URBANA – Urbana’s emergency housing program is about to move from rented hotel rooms to its own apartment buildings.
The program gives shelter to homeless families and people with disabilities for just a few weeks, while helping them arrange for more permanent shelter.
Cunningham Township, which covers the same territory as Urbana, launched the program last year, renting hotel rooms that were plentiful during the COVID-19 shutdown.
But with hotel business picking up, Cunningham Township Supervisor Danielle Chynoweth says the township acquired two apartment buildings last May, at 206 and 208 East California Avenue, just south of downtown Urbana, and only a few blocks away from public schools.
On Monday, the Urbana City Council gave committee-level approval to a special use permit to allow the new use for the buildings. Chynoweth expects the city council to give final approval at its August 23 meeting, allowing them to begin moving families into the buildings on August 24.
Chynoweth says the apartments are preferable to hotel rooms for the families, who are usually mothers with small children.
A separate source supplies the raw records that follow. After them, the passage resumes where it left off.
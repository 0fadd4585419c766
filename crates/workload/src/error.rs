// Copyright The CoSim Authors
// SPDX-License-Identifier: Apache-2.0

//! Errors for the workload crate.

/// Errors that can occur while importing or generating a workload.
#[derive(thiserror::Error, Debug)]
pub enum Error {
    /// A workload file could not be read.
    #[error("file read error for `{path}`: {details}")]
    FileReadError {
        /// The path that failed to read.
        path: String,
        /// A description of the I/O failure.
        details: String,
    },

    /// A Standard Workload Format line did not parse.
    #[error("malformed SWF record at line {line}: {details}")]
    MalformedSwfLine {
        /// 1-based line number in the trace file.
        line: usize,
        /// A description of the parse failure.
        details: String,
    },

    /// The imported trace produced no jobs.
    #[error("workload `{path}` contains no job records")]
    EmptyWorkload {
        /// The file that was imported.
        path: String,
    },

    /// A generator referenced a template name missing from the catalog.
    #[error("unknown job template `{name}`")]
    UnknownTemplate {
        /// The missing template name.
        name: String,
    },
}
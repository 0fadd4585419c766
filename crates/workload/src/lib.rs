// Copyright The CoSim Authors
// SPDX-License-Identifier: Apache-2.0

//! Workload construction for the simulator.
//!
//! A workload is built in two steps: a [`WorkloadGenerator`] produces the
//! job set (from a trace file or a synthetic catalog), then an optional
//! [`DistributionTransform`] rewrites the submit times. Both steps draw
//! every random number from one seeded RNG, so a `(spec, seed)` pair always
//! produces the same workload, which is the contract the parallel driver
//! relies on.

use rand::SeedableRng;
use rand::rngs::StdRng;

use cosim_config::{DistributionSpec, WorkloadSource, WorkloadSpec};
use cosim_model::Job;

pub mod csv;
pub mod distribution;
pub mod error;
pub mod generator;
pub mod swf;

pub use distribution::{
    ConstantDistribution, DistributionTransform, PoissonDistribution, UniformDistribution,
};
pub use error::Error;
pub use generator::{FrequencyCatalog, NamesCatalog, RandomFromCatalog, WorkloadGenerator};

/// Seed used when the spec leaves `seed` unset.
pub const DEFAULT_SEED: u64 = 0x0c05_1a1b;

struct SwfImporter {
    path: String,
}

impl WorkloadGenerator for SwfImporter {
    fn name(&self) -> &'static str {
        "swf"
    }

    fn generate_jobs_set(&self, _rng: &mut StdRng) -> Result<Vec<Job>, Error> {
        swf::import_swf_file(&self.path)
    }
}

struct CsvImporter {
    path: String,
}

impl WorkloadGenerator for CsvImporter {
    fn name(&self) -> &'static str {
        "csv_list"
    }

    fn generate_jobs_set(&self, _rng: &mut StdRng) -> Result<Vec<Job>, Error> {
        csv::import_csv_file(&self.path)
    }
}

/// Builds the generator a workload source describes.
#[must_use]
pub fn generator_for(source: &WorkloadSource) -> Box<dyn WorkloadGenerator> {
    match source {
        WorkloadSource::Swf { path } => Box::new(SwfImporter { path: path.clone() }),
        WorkloadSource::CsvList { path } => Box::new(CsvImporter { path: path.clone() }),
        WorkloadSource::Random { catalog, count } => Box::new(RandomFromCatalog {
            catalog: catalog.clone(),
            count: *count,
        }),
        WorkloadSource::Frequencies {
            catalog,
            frequencies,
        } => Box::new(FrequencyCatalog {
            catalog: catalog.clone(),
            frequencies: frequencies.clone(),
        }),
        WorkloadSource::Names {
            catalog,
            names,
            shuffle,
        } => Box::new(NamesCatalog {
            catalog: catalog.clone(),
            names: names.clone(),
            shuffle: *shuffle,
        }),
    }
}

/// Builds the transform a distribution spec describes.
#[must_use]
pub fn transform_for(spec: &DistributionSpec) -> Box<dyn DistributionTransform> {
    match spec {
        DistributionSpec::Constant { time_step } => Box::new(ConstantDistribution {
            time_step: *time_step,
        }),
        DistributionSpec::Uniform { time_step } => Box::new(UniformDistribution {
            time_step: *time_step,
        }),
        DistributionSpec::Poisson { time_step } => Box::new(PoissonDistribution {
            time_step: *time_step,
        }),
    }
}

/// Produces the workload a spec describes: generate, then distribute
/// submit times. Deterministic for a fixed spec.
pub fn build_jobs(spec: &WorkloadSpec) -> Result<Vec<Job>, Error> {
    let mut rng = StdRng::seed_from_u64(spec.seed.unwrap_or(DEFAULT_SEED));
    let mut jobs = generator_for(&spec.source).generate_jobs_set(&mut rng)?;
    if let Some(distribution) = &spec.distribution {
        transform_for(distribution).apply(&mut jobs, &mut rng);
    }
    Ok(jobs)
}
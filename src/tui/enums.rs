//! Enumerations for TUI state management.

/// Application state for the terminal user interface.
#[derive(Clone, Copy, PartialEq)]
pub enum AppState {
    TaskList,
    AddTask,
    Confirm,
    Help,
}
They are referred to the township by the Urbana school district and Crisis Nursery, an emergency child care facility in Urbana.
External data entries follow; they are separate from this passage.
//! Task store and persistence.
//!
//! This module provides the `Store` struct that owns the ordered task
//! collection and its JSON round-trip, along with the pure filter and the
//! display formatting helpers shared by the CLI and the TUI.

use std::fs::{self, File};
use std::io::{Read, Write};
use std::path::Path;

use chrono::{Local, TimeZone, Utc};
use serde::{Deserialize, Serialize};
use thiserror::Error;

use crate::fields::{FilterMode, Priority};
use crate::task::Task;

/// Errors produced by store operations.
#[derive(Debug, Error)]
pub enum StoreError {
    #[error("task text cannot be empty")]
    EmptyText,
    #[error(transparent)]
    Io(#[from] std::io::Error),
    #[error("serializing tasks: {0}")]
    Json(#[from] serde_json::Error),
}

/// In-memory ordered task collection.
///
/// Order is meaningful: new tasks go to the head, and the user may move
/// tasks around. The order on disk is exactly the in-memory order.
#[derive(Debug, Default, Serialize, Deserialize)]
#[serde(transparent)]
pub struct Store {
    pub tasks: Vec<Task>,
}

impl Store {
    /// Load the store from a JSON file, returning an empty store when the
    /// file is missing, unreadable or malformed.
    pub fn load(path: &Path) -> Self {
        if !path.exists() {
            return Store::default();
        }
        let mut buf = String::new();
        match File::open(path).and_then(|mut f| f.read_to_string(&mut buf)) {
            Ok(_) => match serde_json::from_str(&buf) {
                Ok(store) => store,
                Err(e) => {
                    eprintln!("Error parsing task file, starting fresh: {e}");
                    Store::default()
                }
            },
            Err(e) => {
                eprintln!("Error reading task file, starting fresh: {e}");
                Store::default()
            }
        }
    }

    /// Save the store to a JSON file using atomic write (temp file + rename).
    pub fn save(&self, path: &Path) -> Result<(), StoreError> {
        let tmp = path.with_extension("json.tmp");
        let data = serde_json::to_string_pretty(self)?;
        let mut f = File::create(&tmp)?;
        f.write_all(data.as_bytes())?;
        f.flush()?;
        fs::rename(tmp, path)?;
        Ok(())
    }

    /// Generate the id for a new task: the current instant in milliseconds,
    /// bumped past the newest existing id if the clock has not moved.
    fn next_id(&self) -> u64 {
        let now = Utc::now().timestamp_millis() as u64;
        let max = self.tasks.iter().map(|t| t.id).max().unwrap_or(0);
        now.max(max + 1)
    }

    /// Get a task by id.
    pub fn get(&self, id: u64) -> Option<&Task> {
        self.tasks.iter().find(|t| t.id == id)
    }

    /// Create a task and prepend it, newest first.
    ///
    /// The text is trimmed; an empty result is rejected and the collection
    /// is left unchanged.
    pub fn create(&mut self, text: &str, priority: Priority) -> Result<&Task, StoreError> {
        let text = text.trim();
        if text.is_empty() {
            return Err(StoreError::EmptyText);
        }
        let task = Task {
            id: self.next_id(),
            text: text.to_string(),
            priority,
            completed: false,
            created_at_utc: Utc::now().timestamp(),
        };
        self.tasks.insert(0, task);
        Ok(&self.tasks[0])
    }

    /// Flip the completion flag on the matching task. Unknown ids are a
    /// no-op returning `false`.
    pub fn toggle(&mut self, id: u64) -> bool {
        match self.tasks.iter_mut().find(|t| t.id == id) {
            Some(t) => {
                t.completed = !t.completed;
                true
            }
            None => false,
        }
    }

    /// Remove the matching task. Unknown ids are a no-op returning `false`.
    pub fn delete(&mut self, id: u64) -> bool {
        let before = self.tasks.len();
        self.tasks.retain(|t| t.id != id);
        self.tasks.len() != before
    }

    /// Move the task `from_id` next to the task `to_id`.
    ///
    /// Both positions are looked up before removal, so moving forward lands
    /// the task immediately after the target and moving backward lands it
    /// immediately before. Unknown ids and `from_id == to_id` are no-ops.
    pub fn reorder(&mut self, from_id: u64, to_id: u64) -> bool {
        if from_id == to_id {
            return false;
        }
        let Some(from) = self.tasks.iter().position(|t| t.id == from_id) else {
            return false;
        };
        let Some(to) = self.tasks.iter().position(|t| t.id == to_id) else {
            return false;
        };
        let task = self.tasks.remove(from);
        self.tasks.insert(to, task);
        true
    }

    /// Remove every task.
    pub fn clear(&mut self) {
        self.tasks.clear();
    }
}

/// Select a view over the tasks. Pure and order-preserving: `All` keeps the
/// full sequence, `Completed` and `Pending` keep stable subsequences.
pub fn filter_tasks(tasks: &[Task], mode: FilterMode) -> Vec<&Task> {
    tasks
        .iter()
        .filter(|t| match mode {
            FilterMode::All => true,
            FilterMode::Completed => t.completed,
            FilterMode::Pending => !t.completed,
        })
        .collect()
}

/// Format a priority tag for display.
pub fn format_priority(p: Priority) -> &'static str {
    match p {
        Priority::Low => "Low",
        Priority::Medium => "Medium",
        Priority::High => "High",
    }
}

/// Format a filter mode for display.
pub fn format_filter(mode: FilterMode) -> &'static str {
    match mode {
        FilterMode::All => "All",
        FilterMode::Completed => "Completed",
        FilterMode::Pending => "Pending",
    }
}

/// Humanize the age of a task relative to `now_utc`, both Unix seconds.
/// Falls back to the absolute local date once a week has passed. Recomputed
/// on every render, never stored.
pub fn format_age(created_at_utc: i64, now_utc: i64) -> String {
    let seconds = (now_utc - created_at_utc).max(0);
    let minutes = seconds / 60;
    let hours = minutes / 60;
    let days = hours / 24;
    if seconds < 60 {
        "now".into()
    } else if minutes < 60 {
        format!("{minutes}min ago")
    } else if hours < 24 {
        format!("{hours}h ago")
    } else if days < 7 {
        format!("{days}d ago")
    } else {
        match Utc.timestamp_opt(created_at_utc, 0).single() {
            Some(dt) => dt.with_timezone(&Local).format("%d/%m/%Y").to_string(),
            None => format!("{days}d ago"),
        }
    }
}

/// Total and completed counts with singular/plural phrasing.
pub fn format_stats(tasks: &[Task]) -> (String, String) {
    let total = tasks.len();
    let completed = tasks.iter().filter(|t| t.completed).count();
    let noun = if total == 1 { "task" } else { "tasks" };
    (format!("{total} {noun}"), format!("{completed} completed"))
}

#[cfg(test)]
mod tests {
    use super::*;
    use std::path::PathBuf;

    fn store_with(texts: &[&str]) -> Store {
        let mut store = Store::default();
        // create() prepends, so insert in reverse to read top-down.
        for text in texts.iter().rev() {
            store.create(text, Priority::Medium).unwrap();
        }
        store
    }

    fn texts(store: &Store) -> Vec<&str> {
        store.tasks.iter().map(|t| t.text.as_str()).collect()
    }

    fn temp_file(name: &str) -> PathBuf {
        std::env::temp_dir().join(format!("tasklist_{}_{}.json", name, std::process::id()))
    }

    #[test]
    fn create_prepends_newest_first() {
        let mut store = Store::default();
        store.create("A", Priority::Low).unwrap();
        store.create("B", Priority::High).unwrap();
        assert_eq!(texts(&store), ["B", "A"]);
        assert_eq!(store.tasks.len(), 2);
        assert!(!store.tasks[0].completed);
    }

    #[test]
    fn create_trims_and_rejects_whitespace_text() {
        let mut store = Store::default();
        assert!(matches!(store.create("   ", Priority::Low), Err(StoreError::EmptyText)));
        assert!(store.tasks.is_empty());

        store.create("  trimmed  ", Priority::Low).unwrap();
        assert_eq!(store.tasks[0].text, "trimmed");
    }

    #[test]
    fn create_assigns_unique_ids() {
        let mut store = store_with(&["A", "B", "C"]);
        store.create("D", Priority::Low).unwrap();
        let mut ids: Vec<u64> = store.tasks.iter().map(|t| t.id).collect();
        ids.sort_unstable();
        ids.dedup();
        assert_eq!(ids.len(), 4);
    }

    #[test]
    fn toggle_is_an_involution() {
        let mut store = store_with(&["A", "B"]);
        let id = store.tasks[1].id;
        let before = store.tasks.clone();

        assert!(store.toggle(id));
        assert!(store.tasks[1].completed);
        assert!(store.toggle(id));
        assert_eq!(store.tasks, before);
    }

    #[test]
    fn toggle_unknown_id_is_a_noop() {
        let mut store = store_with(&["A"]);
        let before = store.tasks.clone();
        assert!(!store.toggle(9999));
        assert_eq!(store.tasks, before);
    }

    #[test]
    fn delete_removes_exactly_one() {
        let mut store = store_with(&["A", "B", "C"]);
        let id = store.tasks[1].id;
        assert!(store.delete(id));
        assert_eq!(texts(&store), ["A", "C"]);

        assert!(!store.delete(id));
        assert_eq!(store.tasks.len(), 2);
    }

    #[test]
    fn reorder_forward_lands_after_target() {
        let mut store = store_with(&["A", "B", "C", "D"]);
        let a = store.tasks[0].id;
        let c = store.tasks[2].id;
        assert!(store.reorder(a, c));
        assert_eq!(texts(&store), ["B", "C", "A", "D"]);
    }

    #[test]
    fn reorder_backward_lands_before_target() {
        let mut store = store_with(&["A", "B", "C", "D"]);
        let d = store.tasks[3].id;
        let b = store.tasks[1].id;
        assert!(store.reorder(d, b));
        assert_eq!(texts(&store), ["A", "D", "B", "C"]);
    }

    #[test]
    fn reorder_keeps_count_and_fields() {
        let mut store = store_with(&["A", "B", "C"]);
        let mut before = store.tasks.clone();
        let a = store.tasks[0].id;
        let c = store.tasks[2].id;
        assert!(store.reorder(a, c));
        assert_eq!(store.tasks.len(), 3);
        before.sort_by_key(|t| t.id);
        let mut after = store.tasks.clone();
        after.sort_by_key(|t| t.id);
        assert_eq!(after, before);
    }

    #[test]
    fn reorder_noop_cases() {
        let mut store = store_with(&["A", "B"]);
        let a = store.tasks[0].id;
        let before = store.tasks.clone();
        assert!(!store.reorder(a, a));
        assert!(!store.reorder(a, 9999));
        assert!(!store.reorder(9999, a));
        assert_eq!(store.tasks, before);
    }

    #[test]
    fn clear_empties_the_collection() {
        let mut store = store_with(&["A", "B"]);
        store.clear();
        assert!(store.tasks.is_empty());
    }

    #[test]
    fn filter_all_is_identity() {
        let store = store_with(&["A", "B", "C"]);
        let all = filter_tasks(&store.tasks, FilterMode::All);
        assert_eq!(all.len(), 3);
        assert!(all.iter().zip(&store.tasks).all(|(a, b)| a.id == b.id));
    }

    #[test]
    fn filter_partitions_and_preserves_order() {
        let mut store = store_with(&["A", "B", "C", "D"]);
        let b = store.tasks[1].id;
        let d = store.tasks[3].id;
        store.toggle(b);
        store.toggle(d);

        let completed = filter_tasks(&store.tasks, FilterMode::Completed);
        let pending = filter_tasks(&store.tasks, FilterMode::Pending);
        assert_eq!(completed.iter().map(|t| t.text.as_str()).collect::<Vec<_>>(), ["B", "D"]);
        assert_eq!(pending.iter().map(|t| t.text.as_str()).collect::<Vec<_>>(), ["A", "C"]);
        assert_eq!(completed.len() + pending.len(), store.tasks.len());
    }

    #[test]
    fn priority_labels() {
        assert_eq!(format_priority(Priority::Low), "Low");
        assert_eq!(format_priority(Priority::Medium), "Medium");
        assert_eq!(format_priority(Priority::High), "High");
    }

    #[test]
    fn age_thresholds() {
        let now = 1_700_000_000;
        assert_eq!(format_age(now - 30, now), "now");
        assert_eq!(format_age(now - 90, now), "1min ago");
        assert_eq!(format_age(now - 59 * 60, now), "59min ago");
        assert_eq!(format_age(now - 3 * 3600, now), "3h ago");
        assert_eq!(format_age(now - 2 * 86400, now), "2d ago");
        // A month back falls through to the absolute date.
        let old = format_age(now - 30 * 86400, now);
        assert!(old.contains('/'), "expected absolute date, got {old}");
        // Clock skew never produces a negative age.
        assert_eq!(format_age(now + 120, now), "now");
    }

    #[test]
    fn stats_pluralisation() {
        let mut store = Store::default();
        assert_eq!(format_stats(&store.tasks), ("0 tasks".into(), "0 completed".into()));

        store.create("Buy milk", Priority::High).unwrap();
        assert_eq!(format_stats(&store.tasks), ("1 task".into(), "0 completed".into()));

        let id = store.tasks[0].id;
        store.create("Call home", Priority::Low).unwrap();
        store.toggle(id);
        assert_eq!(format_stats(&store.tasks), ("2 tasks".into(), "1 completed".into()));
    }

    #[test]
    fn save_load_round_trip() {
        let path = temp_file("round_trip");
        let mut store = store_with(&["A", "B", "C"]);
        store.toggle(store.tasks[1].id);
        store.save(&path).unwrap();

        let loaded = Store::load(&path);
        assert_eq!(loaded.tasks, store.tasks);
        let _ = std::fs::remove_file(&path);
    }

    #[test]
    fn load_fails_open() {
        let missing = temp_file("missing");
        assert!(Store::load(&missing).tasks.is_empty());

        let malformed = temp_file("malformed");
        std::fs::write(&malformed, "not json").unwrap();
        assert!(Store::load(&malformed).tasks.is_empty());
        let _ = std::fs::remove_file(&malformed);
    }
}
“We really want people to be in an apartment environment, so they can stabilize in that environment, and then they transition into more stable housing, that is independent,” said Chynoweth.
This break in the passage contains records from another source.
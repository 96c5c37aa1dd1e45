//! Color constants for the terminal user interface.

use ratatui::style::Color;

// Priority badge colors.

/// Used for low priority.
pub const DARK_GREEN: Color = Color::Rgb(0, 80, 0);
/// Used for medium priority.
pub const GOLD: Color = Color::Rgb(255, 215, 0);
/// Used for high priority.
pub const DARK_RED: Color = Color::Rgb(114, 0, 0);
Chynoweth says the emergency housing program is one of several township programs she hopes can lead to the elimination of homelessness in Urbana.
“And when we’re able to end homelessness and provide this very basic need of safety and security, we address all the other community issues that are touched by it,” said Chynoweth, who named issues such as gun violence, teen pregnancy and childhood hunger.
Chynoweth says the emergency housing program was launched last year with private donations, but is now funded mostly by a tax levy approved by Urbana voters last November. She says she is trying to encourage City of Champaign Township to start up a similar program for their residents.
Chynoweth’s office also runs Cunningham Township’s General Assistance program, an emergency financial aid program for people who are out of work or disabled and have not qualified for other financial aid programs. General Assistance is the only public aid program that townships in Illinois are required by statute to provide. Chynoweth’s office has also launched a community garden program in collaboration with other local governments and agencies. And the office also runs programs helping Urbana/Cunningham Township residents with transportation, rent, food and toiletry supplies and applying for subsidized housing programs.